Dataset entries
★ ★ ★ ★ ★
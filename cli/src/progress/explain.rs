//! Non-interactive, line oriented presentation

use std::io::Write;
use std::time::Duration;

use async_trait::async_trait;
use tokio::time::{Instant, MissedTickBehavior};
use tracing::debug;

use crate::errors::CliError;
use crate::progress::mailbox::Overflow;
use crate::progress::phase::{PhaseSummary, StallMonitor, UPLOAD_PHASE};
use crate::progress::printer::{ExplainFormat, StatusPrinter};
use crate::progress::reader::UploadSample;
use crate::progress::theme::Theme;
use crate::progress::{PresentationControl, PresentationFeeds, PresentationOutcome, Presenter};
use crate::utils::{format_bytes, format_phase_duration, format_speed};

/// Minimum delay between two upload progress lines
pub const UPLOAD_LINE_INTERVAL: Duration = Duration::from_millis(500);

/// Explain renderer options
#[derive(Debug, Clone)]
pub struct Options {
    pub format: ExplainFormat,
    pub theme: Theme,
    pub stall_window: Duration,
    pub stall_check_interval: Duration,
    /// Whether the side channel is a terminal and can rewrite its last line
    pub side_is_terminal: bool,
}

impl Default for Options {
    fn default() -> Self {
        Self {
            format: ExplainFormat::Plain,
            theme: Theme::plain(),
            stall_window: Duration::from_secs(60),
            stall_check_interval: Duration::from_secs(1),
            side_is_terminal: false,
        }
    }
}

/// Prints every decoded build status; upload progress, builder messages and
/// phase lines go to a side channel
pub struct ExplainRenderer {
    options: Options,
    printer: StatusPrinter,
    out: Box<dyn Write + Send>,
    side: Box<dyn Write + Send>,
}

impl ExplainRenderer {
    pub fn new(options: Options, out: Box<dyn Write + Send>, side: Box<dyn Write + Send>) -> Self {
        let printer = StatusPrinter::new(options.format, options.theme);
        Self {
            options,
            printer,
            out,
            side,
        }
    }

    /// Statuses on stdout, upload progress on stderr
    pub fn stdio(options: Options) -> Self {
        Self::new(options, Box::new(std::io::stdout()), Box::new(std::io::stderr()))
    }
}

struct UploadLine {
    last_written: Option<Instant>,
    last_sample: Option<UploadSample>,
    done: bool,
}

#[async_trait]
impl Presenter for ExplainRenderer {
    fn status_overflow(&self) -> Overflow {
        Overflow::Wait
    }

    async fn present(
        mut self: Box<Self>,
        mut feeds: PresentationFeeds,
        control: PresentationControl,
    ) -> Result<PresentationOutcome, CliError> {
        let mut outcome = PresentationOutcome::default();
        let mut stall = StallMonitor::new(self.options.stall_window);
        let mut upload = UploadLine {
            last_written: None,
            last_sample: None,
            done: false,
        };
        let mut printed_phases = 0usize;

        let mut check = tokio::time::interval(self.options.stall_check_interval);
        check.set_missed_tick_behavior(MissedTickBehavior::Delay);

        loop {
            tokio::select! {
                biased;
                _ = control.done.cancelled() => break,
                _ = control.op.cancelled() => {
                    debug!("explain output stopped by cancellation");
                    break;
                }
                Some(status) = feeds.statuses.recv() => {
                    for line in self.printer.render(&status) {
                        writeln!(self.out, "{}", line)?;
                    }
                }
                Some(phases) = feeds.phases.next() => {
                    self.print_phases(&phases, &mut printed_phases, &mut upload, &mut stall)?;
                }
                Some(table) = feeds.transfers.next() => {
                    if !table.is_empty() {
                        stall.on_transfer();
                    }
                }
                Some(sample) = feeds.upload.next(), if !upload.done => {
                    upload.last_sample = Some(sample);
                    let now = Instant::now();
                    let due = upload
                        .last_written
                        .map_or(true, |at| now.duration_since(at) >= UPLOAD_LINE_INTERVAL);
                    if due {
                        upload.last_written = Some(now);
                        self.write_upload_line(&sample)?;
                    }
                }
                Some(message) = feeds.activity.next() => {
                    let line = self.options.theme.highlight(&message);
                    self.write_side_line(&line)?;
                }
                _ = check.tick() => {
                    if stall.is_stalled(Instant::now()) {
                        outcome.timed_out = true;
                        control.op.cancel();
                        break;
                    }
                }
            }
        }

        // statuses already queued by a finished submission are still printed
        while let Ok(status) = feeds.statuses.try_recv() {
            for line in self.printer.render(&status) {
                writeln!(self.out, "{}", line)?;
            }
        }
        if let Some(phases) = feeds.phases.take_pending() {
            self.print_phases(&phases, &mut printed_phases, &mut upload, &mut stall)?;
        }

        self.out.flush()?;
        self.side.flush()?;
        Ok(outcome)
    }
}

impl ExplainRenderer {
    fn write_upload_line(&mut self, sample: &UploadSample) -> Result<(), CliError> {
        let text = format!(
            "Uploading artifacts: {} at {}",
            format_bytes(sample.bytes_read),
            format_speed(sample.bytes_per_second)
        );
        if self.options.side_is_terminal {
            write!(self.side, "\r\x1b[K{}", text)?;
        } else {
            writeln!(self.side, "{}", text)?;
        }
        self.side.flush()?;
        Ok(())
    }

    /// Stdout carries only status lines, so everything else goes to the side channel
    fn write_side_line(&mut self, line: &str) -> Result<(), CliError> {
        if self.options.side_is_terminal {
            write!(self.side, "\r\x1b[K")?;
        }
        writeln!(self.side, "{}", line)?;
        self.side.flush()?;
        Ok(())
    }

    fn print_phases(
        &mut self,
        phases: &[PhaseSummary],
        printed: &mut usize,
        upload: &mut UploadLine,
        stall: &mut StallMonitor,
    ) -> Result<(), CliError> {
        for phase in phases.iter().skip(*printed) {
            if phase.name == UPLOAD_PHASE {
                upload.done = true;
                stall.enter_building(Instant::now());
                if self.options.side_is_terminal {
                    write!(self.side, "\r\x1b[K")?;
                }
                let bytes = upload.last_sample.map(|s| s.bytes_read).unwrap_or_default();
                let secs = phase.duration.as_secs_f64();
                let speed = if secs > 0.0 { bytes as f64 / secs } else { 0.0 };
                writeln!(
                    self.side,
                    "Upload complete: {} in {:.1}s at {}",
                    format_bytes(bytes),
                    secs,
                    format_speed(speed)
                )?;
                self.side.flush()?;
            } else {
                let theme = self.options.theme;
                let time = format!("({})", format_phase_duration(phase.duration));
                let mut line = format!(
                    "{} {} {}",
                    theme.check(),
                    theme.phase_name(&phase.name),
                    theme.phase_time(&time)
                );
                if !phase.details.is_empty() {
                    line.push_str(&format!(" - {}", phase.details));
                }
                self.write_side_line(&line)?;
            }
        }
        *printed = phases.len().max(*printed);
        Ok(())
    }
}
★ ★ ★ ★ ★
_Exercise aim_
From the first line to the last, copy every record exactly.

_Answer to the problem_
filename cli/src/progress/explain.rs
//! Non-interactive, line oriented presentation

use std::io::Write;
use std::time::Duration;

use async_trait::async_trait;
use tokio::time::{Instant, MissedTickBehavior};
use tracing::debug;

use crate::errors::CliError;
use crate::progress::mailbox::Overflow;
use crate::progress::phase::{PhaseSummary, StallMonitor, UPLOAD_PHASE};
use crate::progress::printer::{ExplainFormat, StatusPrinter};
use crate::progress::reader::UploadSample;
use crate::progress::theme::Theme;
use crate::progress::{PresentationControl, PresentationFeeds, PresentationOutcome, Presenter};
use crate::utils::{format_bytes, format_phase_duration, format_speed};

/// Minimum delay between two upload progress lines
pub const UPLOAD_LINE_INTERVAL: Duration = Duration::from_millis(500);

/// Explain renderer options
#[derive(Debug, Clone)]
pub struct Options {
    pub format: ExplainFormat,
    pub theme: Theme,
    pub stall_window: Duration,
    pub stall_check_interval: Duration,
    /// Whether the side channel is a terminal and can rewrite its last line
    pub side_is_terminal: bool,
}

impl Default for Options {
    fn default() -> Self {
        Self {
            format: ExplainFormat::Plain,
            theme: Theme::plain(),
            stall_window: Duration::from_secs(60),
            stall_check_interval: Duration::from_secs(1),
            side_is_terminal: false,
        }
    }
}

/// Prints every decoded build status; upload progress, builder messages and
/// phase lines go to a side channel
pub struct ExplainRenderer {
    options: Options,
    printer: StatusPrinter,
    out: Box<dyn Write + Send>,
    side: Box<dyn Write + Send>,
}

impl ExplainRenderer {
    pub fn new(options: Options, out: Box<dyn Write + Send>, side: Box<dyn Write + Send>) -> Self {
        let printer = StatusPrinter::new(options.format, options.theme);
        Self {
            options,
            printer,
            out,
            side,
        }
    }

    /// Statuses on stdout, upload progress on stderr
    pub fn stdio(options: Options) -> Self {
        Self::new(options, Box::new(std::io::stdout()), Box::new(std::io::stderr()))
    }
}

struct UploadLine {
    last_written: Option<Instant>,
    last_sample: Option<UploadSample>,
    done: bool,
}

#[async_trait]
impl Presenter for ExplainRenderer {
    fn status_overflow(&self) -> Overflow {
        Overflow::Wait
    }

    async fn present(
        mut self: Box<Self>,
        mut feeds: PresentationFeeds,
        control: PresentationControl,
    ) -> Result<PresentationOutcome, CliError> {
        let mut outcome = PresentationOutcome::default();
        let mut stall = StallMonitor::new(self.options.stall_window);
        let mut upload = UploadLine {
            last_written: None,
            last_sample: None,
            done: false,
        };
        let mut printed_phases = 0usize;

        let mut check = tokio::time::interval(self.options.stall_check_interval);
        check.set_missed_tick_behavior(MissedTickBehavior::Delay);

        loop {
            tokio::select! {
                biased;
                _ = control.done.cancelled() => break,
                _ = control.op.cancelled() => {
                    debug!("explain output stopped by cancellation");
                    break;
                }
                Some(status) = feeds.statuses.recv() => {
                    for line in self.printer.render(&status) {
                        writeln!(self.out, "{}", line)?;
                    }
                }
                Some(phases) = feeds.phases.next() => {
                    self.print_phases(&phases, &mut printed_phases, &mut upload, &mut stall)?;
                }
                Some(table) = feeds.transfers.next() => {
                    if !table.is_empty() {
                        stall.on_transfer();
                    }
                }
                Some(sample) = feeds.upload.next(), if !upload.done => {
                    upload.last_sample = Some(sample);
                    let now = Instant::now();
                    let due = upload
                        .last_written
                        .map_or(true, |at| now.duration_since(at) >= UPLOAD_LINE_INTERVAL);
                    if due {
                        upload.last_written = Some(now);
                        self.write_upload_line(&sample)?;
                    }
                }
                Some(message) = feeds.activity.next() => {
                    let line = self.options.theme.highlight(&message);
                    self.write_side_line(&line)?;
                }
                _ = check.tick() => {
                    if stall.is_stalled(Instant::now()) {
                        outcome.timed_out = true;
                        control.op.cancel();
                        break;
                    }
                }
            }
        }

        // statuses already queued by a finished submission are still printed
        while let Ok(status) = feeds.statuses.try_recv() {
            for line in self.printer.render(&status) {
                writeln!(self.out, "{}", line)?;
            }
        }
        if let Some(phases) = feeds.phases.take_pending() {
            self.print_phases(&phases, &mut printed_phases, &mut upload, &mut stall)?;
        }

        self.out.flush()?;
        self.side.flush()?;
        Ok(outcome)
    }
}

impl ExplainRenderer {
    fn write_upload_line(&mut self, sample: &UploadSample) -> Result<(), CliError> {
        let text = format!(
            "Uploading artifacts: {} at {}",
            format_bytes(sample.bytes_read),
            format_speed(sample.bytes_per_second)
        );
        if self.options.side_is_terminal {
            write!(self.side, "\r\x1b[K{}", text)?;
        } else {
            writeln!(self.side, "{}", text)?;
        }
        self.side.flush()?;
        Ok(())
    }

    /// Stdout carries only status lines, so everything else goes to the side channel
    fn write_side_line(&mut self, line: &str) -> Result<(), CliError> {
        if self.options.side_is_terminal {
            write!(self.side, "\r\x1b[K")?;
        }
        writeln!(self.side, "{}", line)?;
        self.side.flush()?;
        Ok(())
    }

    fn print_phases(
        &mut self,
        phases: &[PhaseSummary],
        printed: &mut usize,
        upload: &mut UploadLine,
        stall: &mut StallMonitor,
    ) -> Result<(), CliError> {
        for phase in phases.iter().skip(*printed) {
            if phase.name == UPLOAD_PHASE {
                upload.done = true;
                stall.enter_building(Instant::now());
                if self.options.side_is_terminal {
                    write!(self.side, "\r\x1b[K")?;
                }
                let bytes = upload.last_sample.map(|s| s.bytes_read).unwrap_or_default();
                let secs = phase.duration.as_secs_f64();
                let speed = if secs > 0.0 { bytes as f64 / secs } else { 0.0 };
                writeln!(
                    self.side,
                    "Upload complete: {} in {:.1}s at {}",
                    format_bytes(bytes),
                    secs,
                    format_speed(speed)
                )?;
                self.side.flush()?;
            } else {
                let theme = self.options.theme;
                let time = format!("({})", format_phase_duration(phase.duration));
                let mut line = format!(
                    "{} {} {}",
                    theme.check(),
                    theme.phase_name(&phase.name),
                    theme.phase_time(&time)
                );
                if !phase.details.is_empty() {
                    line.push_str(&format!(" - {}", phase.details));
                }
                self.write_side_line(&line)?;
            }
        }
        *printed = phases.len().max(*printed);
        Ok(())
    }
}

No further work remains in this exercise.